Because the written history of the Ho-Chunk, or Winnebago, tribe of Native Americans is relatively brief, it is difficult to trace the language's history very far into the past. The Ho-Chunk language dominated the area during the 16th century, but since then the language has declined, and the number of speakers as of 2015 is about 200. Many actions are being taken to revitalize the language and to teach it to the younger generations.
The Winnebago language, also called Hoc?k, is part of the Siouan language family. This language family comprises many languages that were spoken in what is now Wisconsin, Minnesota, and parts of Iowa and Illinois.
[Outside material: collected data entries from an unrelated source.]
// src/site/nav.rs
// =============================================================================
// The table-of-contents sidebar embedded in every generated document.
//
// Each group is a collapsible block: a hidden checkbox plus a <label>
// header, with the CSS in style.css doing the open/close. Links carry the
// target file in data-file and go through navigate(), which adds the
// assets/ prefix when we are on the index page.
// =============================================================================

use regex::Regex;
use std::sync::LazyLock;

use crate::organize::NavigationTree;
use crate::render::escape;

const ARTICLE_ICON: &str = r#"<svg viewBox="0 0 24 24" fill="none" stroke="currentColor" stroke-width="2" width="16" height="16"><path d="M14 2H6a2 2 0 0 0-2 2v16a2 2 0 0 0 2 2h12a2 2 0 0 0 2-2V8z"></path><polyline points="14 2 14 8 20 8"></polyline><line x1="12" y1="18" x2="12" y2="12"></line><line x1="9" y1="15" x2="15" y2="15"></line></svg>"#;

const DROPDOWN_ICON: &str = r#"<svg viewBox="0 0 24 24" fill="none" stroke="currentColor" stroke-width="2" width="14" height="14"><polyline points="6 9 12 15 18 9"></polyline></svg>"#;

const NAVIGATE_SCRIPT: &str = r#"<script>
function navigate(e) {
  e.preventDefault();
  var file = e.currentTarget.getAttribute('data-file');
  var prefix = location.pathname.includes('/assets/') ? '' : 'assets/';
  location.href = prefix + file;
}
</script>"#;

static UNSAFE_ID_CHARS: LazyLock<Regex> = LazyLock::new(|| {
    // Constant pattern, known to be valid
    Regex::new(r"[^a-zA-Z0-9_-]").unwrap()
});

/// Checkbox id for the `num`-th group: anything in the label outside
/// [A-Za-z0-9_-] becomes _. The number keeps ids unique when two labels
/// sanitize to the same text.
pub fn group_id(num: usize, label: &str) -> String {
    format!("group_{}_{}", num, UNSAFE_ID_CHARS.replace_all(label, "_"))
}

/// Full sidebar widget: toggle button, panel and the navigate() script
pub fn render_nav(tree: &NavigationTree) -> String {
    let mut body = String::new();

    for (index, group) in tree.groups.iter().enumerate() {
        let num = index + 1;
        let id = group_id(num, &group.label);
        body.push_str(&format!(
            r#"
    <div class="toc-group">
        <input type="checkbox" id="{id}" checked>
        <label for="{id}" class="toc-group-header">
            <div class="toc-num">{num}</div>
            <div class="toc-title">{label}</div>
            <div class="toc-count">{count} Sections</div>
            <div class="toc-arrow">{arrow}</div>
        </label>
        <div class="toc-sections">"#,
            id = id,
            num = num,
            label = escape(&group.label),
            count = group.pages.len(),
            arrow = DROPDOWN_ICON,
        ));

        for page in &group.pages {
            body.push_str(&format!(
                r##"
            <div class="toc-section">
                <div class="toc-icon">{icon}</div>
                <a href="#" data-file="{file}" onclick="navigate(event)">{title}</a>
                <span class="toc-article">Article</span>
            </div>"##,
                icon = ARTICLE_ICON,
                file = page.file_name(),
                title = escape(&page.title),
            ));
        }

        body.push_str(
            r#"
        </div>
    </div>"#,
        );
    }

    format!(
        r#"
<button class="toc-toggle" onclick="document.getElementById('toc-panel').classList.toggle('open')">☰</button>
<div id="toc-panel" class="toc-panel">
  <div class="toc-header">
    <span>Table of Contents</span>
    <button class="toc-close" onclick="document.getElementById('toc-panel').classList.remove('open')">×</button>
  </div>
  <div class="toc-body">
    {body}
  </div>
</div>
{script}
"#,
        body = body,
        script = NAVIGATE_SCRIPT,
    )
}

#[cfg(test)]
mod tests {
    use super::*;
    use crate::organize::{NavGroup, NavPage};

    fn tree() -> NavigationTree {
        NavigationTree {
            groups: vec![
                NavGroup {
                    label: "Getting Started".to_string(),
                    pages: vec![
                        NavPage { page: 1, title: "Welcome".to_string() },
                        NavPage { page: 2, title: "Setup <Linux>".to_string() },
                    ],
                },
                NavGroup {
                    label: "Unknown".to_string(),
                    pages: vec![NavPage { page: 5, title: "Extra".to_string() }],
                },
            ],
        }
    }

    #[test]
    fn test_group_id_sanitizing() {
        assert_eq!(group_id(1, "Getting Started"), "group_1_Getting_Started");
        assert_eq!(group_id(3, "a-b_c.d/e"), "group_3_a-b_c_d_e");
    }

    #[test]
    fn test_labels_that_sanitize_alike_get_distinct_ids() {
        let tree = NavigationTree {
            groups: vec![
                NavGroup {
                    label: "A B".to_string(),
                    pages: vec![NavPage { page: 1, title: "One".to_string() }],
                },
                NavGroup {
                    label: "A_B".to_string(),
                    pages: vec![NavPage { page: 2, title: "Two".to_string() }],
                },
            ],
        };
        let html = render_nav(&tree);

        assert_eq!(html.matches(r#"id="group_1_A_B""#).count(), 1);
        assert_eq!(html.matches(r#"id="group_2_A_B""#).count(), 1);
        assert!(html.contains(r#"<label for="group_1_A_B""#));
        assert!(html.contains(r#"<label for="group_2_A_B""#));
    }

    #[test]
    fn test_groups_numbered_in_order() {
        let html = render_nav(&tree());

        let first = html.find(r#"<div class="toc-title">Getting Started</div>"#).unwrap();
        let second = html.find(r#"<div class="toc-title">Unknown</div>"#).unwrap();
        assert!(first < second);
        assert!(html.contains(r#"<div class="toc-num">1</div>"#));
        assert!(html.contains(r#"<div class="toc-num">2</div>"#));
        assert!(html.contains("2 Sections"));
        assert!(html.contains("1 Sections"));
    }

    #[test]
    fn test_page_links_point_at_page_files() {
        let html = render_nav(&tree());

        let one = html.find(r#"data-file="1.html""#).unwrap();
        let two = html.find(r#"data-file="2.html""#).unwrap();
        assert!(one < two);
        assert!(html.contains(r#"data-file="5.html""#));
        assert!(html.contains("Setup &lt;Linux&gt;"));
    }

    #[test]
    fn test_widget_has_toggle_and_script() {
        let html = render_nav(&NavigationTree::default());

        assert!(html.contains(r#"class="toc-toggle""#));
        assert!(html.contains(r#"id="toc-panel""#));
        assert!(html.contains("function navigate(e)"));
    }
}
Some ethnologists have speculated that, like some other Siouan peoples, the Ho-Chunk originated along the East Coast and migrated west in ancient times.
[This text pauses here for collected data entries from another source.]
// src/render/dom.rs
// =============================================================================
// A small editable view over a scraper HTML fragment.
//
// scraper parses and runs CSS selectors; its tree (an ego_tree) lets us
// detach nodes and reach each element's attribute map to edit it in place.
// Writing the fragment back out is html5ever's serializer.
//
// Operations: find (select), read (attr/text/parent), modify (set_attr),
// remove (detach), serialize (to_html).
// =============================================================================

use ego_tree::NodeId;
use html5ever::{namespace_url, ns, LocalName, QualName};
use scraper::{ElementRef, Html, Node, Selector, StrTendril};

pub struct Document {
    html: Html,
}

impl Document {
    /// Parses an HTML fragment (no <html>/<body> expected)
    pub fn parse_fragment(html: &str) -> Self {
        Document {
            html: Html::parse_fragment(html),
        }
    }

    /// Ids of every element matching `selector`, in document order.
    ///
    /// Only nodes still attached to the fragment are returned.
    pub fn select(&self, selector: &Selector) -> Vec<NodeId> {
        self.html
            .root_element()
            .select(selector)
            .map(|element| element.id())
            .collect()
    }

    fn element(&self, id: NodeId) -> Option<ElementRef<'_>> {
        self.html.tree.get(id).and_then(ElementRef::wrap)
    }

    pub fn attr(&self, id: NodeId, name: &str) -> Option<&str> {
        self.element(id)?.value().attr(name)
    }

    /// Sets (or adds) a plain, un-namespaced attribute
    pub fn set_attr(&mut self, id: NodeId, name: &str, value: impl Into<String>) {
        let mut node = match self.html.tree.get_mut(id) {
            Some(node) => node,
            None => return,
        };
        if let Node::Element(element) = node.value() {
            let key = QualName::new(None, ns!(), LocalName::from(name));
            element.attrs.insert(key, StrTendril::from(value.into()));
        }
    }

    /// All text below the element, concatenated
    pub fn text(&self, id: NodeId) -> String {
        self.element(id)
            .map(|element| element.text().collect())
            .unwrap_or_default()
    }

    /// Tag name of the element's parent, if the parent is an element
    pub fn parent_name(&self, id: NodeId) -> Option<&str> {
        let parent = self.html.tree.get(id)?.parent()?;
        ElementRef::wrap(parent).map(|element| element.value().name())
    }

    /// Detaches the node (and everything below it) from the fragment
    pub fn remove(&mut self, id: NodeId) {
        if let Some(mut node) = self.html.tree.get_mut(id) {
            node.detach();
        }
    }

    pub fn to_html(&self) -> String {
        // parse_fragment wraps the content in an <html> element; only its
        // children belong to the output.
        self.html.root_element().inner_html()
    }
}

/// HTML-escapes `text` for use in element content or a quoted attribute
pub fn escape(text: &str) -> String {
    let mut out = String::with_capacity(text.len());
    for c in text.chars() {
        match c {
            '&' => out.push_str("&amp;"),
            '<' => out.push_str("&lt;"),
            '>' => out.push_str("&gt;"),
            '"' => out.push_str("&quot;"),
            _ => out.push(c),
        }
    }
    out
}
Oral histories indicate that the Ho-Chunk culture dominated the area with a population of many thousands during the 16th century, but that their numbers declined in the 17th century due to war, disease and weather. This resulted in the steep decline in the Hoc?k language, which continued until 1990, when the Ho-Chunk Culture Committee began programs to maintain the language.
Today, the language is spoken by few elders and is mainly used during ceremonies. All of the language's speakers also speak English. In an effort to revitalize the language, the tribe organizes language courses across Wisconsin for children and adults, as well as language immersion summer camps.